* WORK ORDER
Produce an exact copy of the lines from the line that contains "pub fn supports_animation(format: ImageFormat)" to the end of the listing below.

[MATERIAL SHOWN Boundary: Start]

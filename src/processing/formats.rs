//! Image format selection

use std::path::Path;
use image::ImageFormat;

/// Format to encode `path` with: its extension, else the source format
pub fn output_format<P: AsRef<Path>>(path: P, source: ImageFormat) -> ImageFormat {
    ImageFormat::from_path(path).unwrap_or(source)
}

/// Formats decoded frame by frame and re-encoded as animations
pub fn supports_animation(format: ImageFormat) -> bool {
    matches!(format, ImageFormat::Gif)
}

/// Formats that cannot store an alpha channel
pub fn requires_rgb(format: ImageFormat) -> bool {
    matches!(format, ImageFormat::Jpeg)
}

[MATERIAL SHOWN Boundary: End]

* REPLY TO THE EXERCISE
pub fn supports_animation(format: ImageFormat) -> bool {
    matches!(format, ImageFormat::Gif)
}

/// Formats that cannot store an alpha channel
pub fn requires_rgb(format: ImageFormat) -> bool {
    matches!(format, ImageFormat::Jpeg)
}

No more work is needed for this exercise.